• **Problem description**
Identify and copy all lines of the material where the string "InvalidBool" is found.
-- Available data follows --
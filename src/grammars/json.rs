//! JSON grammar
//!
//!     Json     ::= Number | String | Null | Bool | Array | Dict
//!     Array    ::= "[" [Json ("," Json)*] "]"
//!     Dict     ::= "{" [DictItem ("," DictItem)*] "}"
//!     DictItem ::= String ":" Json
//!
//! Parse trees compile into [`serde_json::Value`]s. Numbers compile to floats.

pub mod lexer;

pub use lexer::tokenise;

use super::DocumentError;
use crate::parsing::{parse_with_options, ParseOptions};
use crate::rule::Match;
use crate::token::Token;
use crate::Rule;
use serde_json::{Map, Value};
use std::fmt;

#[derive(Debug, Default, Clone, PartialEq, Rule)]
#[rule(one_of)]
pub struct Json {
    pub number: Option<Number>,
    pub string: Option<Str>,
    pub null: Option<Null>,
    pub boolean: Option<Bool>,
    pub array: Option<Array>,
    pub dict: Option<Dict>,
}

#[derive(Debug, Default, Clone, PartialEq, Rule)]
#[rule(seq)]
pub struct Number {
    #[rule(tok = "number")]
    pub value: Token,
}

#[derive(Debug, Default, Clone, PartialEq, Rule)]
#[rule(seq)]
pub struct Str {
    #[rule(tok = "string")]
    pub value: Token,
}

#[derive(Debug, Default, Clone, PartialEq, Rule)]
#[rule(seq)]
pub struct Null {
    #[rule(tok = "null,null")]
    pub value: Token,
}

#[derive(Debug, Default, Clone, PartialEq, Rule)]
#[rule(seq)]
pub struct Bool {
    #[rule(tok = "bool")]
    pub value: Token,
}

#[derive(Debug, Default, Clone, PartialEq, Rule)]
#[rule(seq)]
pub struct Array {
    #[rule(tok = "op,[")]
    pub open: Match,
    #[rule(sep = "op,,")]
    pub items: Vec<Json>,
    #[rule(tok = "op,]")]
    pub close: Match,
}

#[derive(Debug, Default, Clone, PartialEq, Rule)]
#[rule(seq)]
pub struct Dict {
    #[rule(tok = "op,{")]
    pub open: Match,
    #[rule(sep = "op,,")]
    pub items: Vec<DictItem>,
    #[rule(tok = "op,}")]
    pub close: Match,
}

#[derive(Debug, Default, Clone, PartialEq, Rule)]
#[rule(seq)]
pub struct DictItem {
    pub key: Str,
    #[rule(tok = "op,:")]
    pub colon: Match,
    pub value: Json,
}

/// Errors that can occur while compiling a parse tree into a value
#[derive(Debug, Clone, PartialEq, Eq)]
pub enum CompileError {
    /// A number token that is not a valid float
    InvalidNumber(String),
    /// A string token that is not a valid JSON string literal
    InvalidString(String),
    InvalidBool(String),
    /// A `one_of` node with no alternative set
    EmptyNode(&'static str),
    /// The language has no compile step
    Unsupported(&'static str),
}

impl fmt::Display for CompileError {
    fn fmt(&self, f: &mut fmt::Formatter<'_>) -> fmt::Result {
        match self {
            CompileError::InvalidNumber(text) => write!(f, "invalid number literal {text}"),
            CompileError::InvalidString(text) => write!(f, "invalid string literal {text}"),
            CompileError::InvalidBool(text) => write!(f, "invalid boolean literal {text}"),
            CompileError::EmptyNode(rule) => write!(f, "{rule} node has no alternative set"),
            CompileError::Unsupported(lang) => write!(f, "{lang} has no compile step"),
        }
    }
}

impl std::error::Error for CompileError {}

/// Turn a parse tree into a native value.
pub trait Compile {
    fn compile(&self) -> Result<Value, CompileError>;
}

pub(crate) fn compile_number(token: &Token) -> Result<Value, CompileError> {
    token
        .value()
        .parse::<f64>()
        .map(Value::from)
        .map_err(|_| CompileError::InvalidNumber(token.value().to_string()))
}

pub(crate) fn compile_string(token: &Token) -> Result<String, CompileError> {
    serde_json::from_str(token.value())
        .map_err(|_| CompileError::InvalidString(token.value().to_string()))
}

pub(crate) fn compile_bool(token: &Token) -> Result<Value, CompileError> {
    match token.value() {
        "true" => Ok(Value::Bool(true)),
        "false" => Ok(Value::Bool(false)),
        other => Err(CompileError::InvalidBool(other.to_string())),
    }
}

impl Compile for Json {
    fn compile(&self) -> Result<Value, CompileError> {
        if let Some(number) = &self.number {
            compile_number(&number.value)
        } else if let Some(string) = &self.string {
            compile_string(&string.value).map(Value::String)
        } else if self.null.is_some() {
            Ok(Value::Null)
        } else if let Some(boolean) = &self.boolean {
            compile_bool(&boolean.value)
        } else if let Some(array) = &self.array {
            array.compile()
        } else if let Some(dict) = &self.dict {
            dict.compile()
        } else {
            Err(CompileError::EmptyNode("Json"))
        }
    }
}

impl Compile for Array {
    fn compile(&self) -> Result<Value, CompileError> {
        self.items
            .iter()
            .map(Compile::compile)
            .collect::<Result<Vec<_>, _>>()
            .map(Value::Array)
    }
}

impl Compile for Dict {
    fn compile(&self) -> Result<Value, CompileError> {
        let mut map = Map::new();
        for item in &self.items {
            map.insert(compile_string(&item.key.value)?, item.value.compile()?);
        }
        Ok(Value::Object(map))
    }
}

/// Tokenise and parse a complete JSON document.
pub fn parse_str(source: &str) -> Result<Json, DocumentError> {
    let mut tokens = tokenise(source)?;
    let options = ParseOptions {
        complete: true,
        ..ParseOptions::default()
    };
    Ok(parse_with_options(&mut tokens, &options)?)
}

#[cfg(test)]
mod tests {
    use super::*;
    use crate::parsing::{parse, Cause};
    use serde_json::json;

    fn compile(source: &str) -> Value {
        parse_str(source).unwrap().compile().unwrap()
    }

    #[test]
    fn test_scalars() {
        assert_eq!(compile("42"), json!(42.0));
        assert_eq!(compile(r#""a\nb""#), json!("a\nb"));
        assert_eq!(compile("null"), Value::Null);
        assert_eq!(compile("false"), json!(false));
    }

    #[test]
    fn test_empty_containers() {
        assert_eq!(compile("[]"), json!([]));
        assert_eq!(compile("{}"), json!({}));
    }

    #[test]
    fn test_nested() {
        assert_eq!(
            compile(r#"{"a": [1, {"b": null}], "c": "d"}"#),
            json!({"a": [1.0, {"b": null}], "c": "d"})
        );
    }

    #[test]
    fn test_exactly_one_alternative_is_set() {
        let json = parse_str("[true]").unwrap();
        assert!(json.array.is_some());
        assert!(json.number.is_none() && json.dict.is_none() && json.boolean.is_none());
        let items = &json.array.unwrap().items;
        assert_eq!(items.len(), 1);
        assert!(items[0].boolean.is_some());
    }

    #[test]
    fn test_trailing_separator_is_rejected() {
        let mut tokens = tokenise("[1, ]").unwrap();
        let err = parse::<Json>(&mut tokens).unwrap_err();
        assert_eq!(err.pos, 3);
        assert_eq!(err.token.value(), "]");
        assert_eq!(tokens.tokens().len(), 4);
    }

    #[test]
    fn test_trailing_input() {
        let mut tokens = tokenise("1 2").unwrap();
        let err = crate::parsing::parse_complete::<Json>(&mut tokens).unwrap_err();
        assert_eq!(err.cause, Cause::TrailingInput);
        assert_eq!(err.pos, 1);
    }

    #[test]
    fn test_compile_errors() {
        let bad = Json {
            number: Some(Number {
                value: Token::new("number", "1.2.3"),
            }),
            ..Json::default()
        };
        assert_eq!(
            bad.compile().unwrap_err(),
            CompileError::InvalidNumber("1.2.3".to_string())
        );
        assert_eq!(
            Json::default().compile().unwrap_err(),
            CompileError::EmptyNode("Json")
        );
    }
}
-- Available data concluded --
• **Response box**
    InvalidBool(String),
            CompileError::InvalidBool(text) => write!(f, "invalid boolean literal {text}"),
        other => Err(CompileError::InvalidBool(other.to_string())),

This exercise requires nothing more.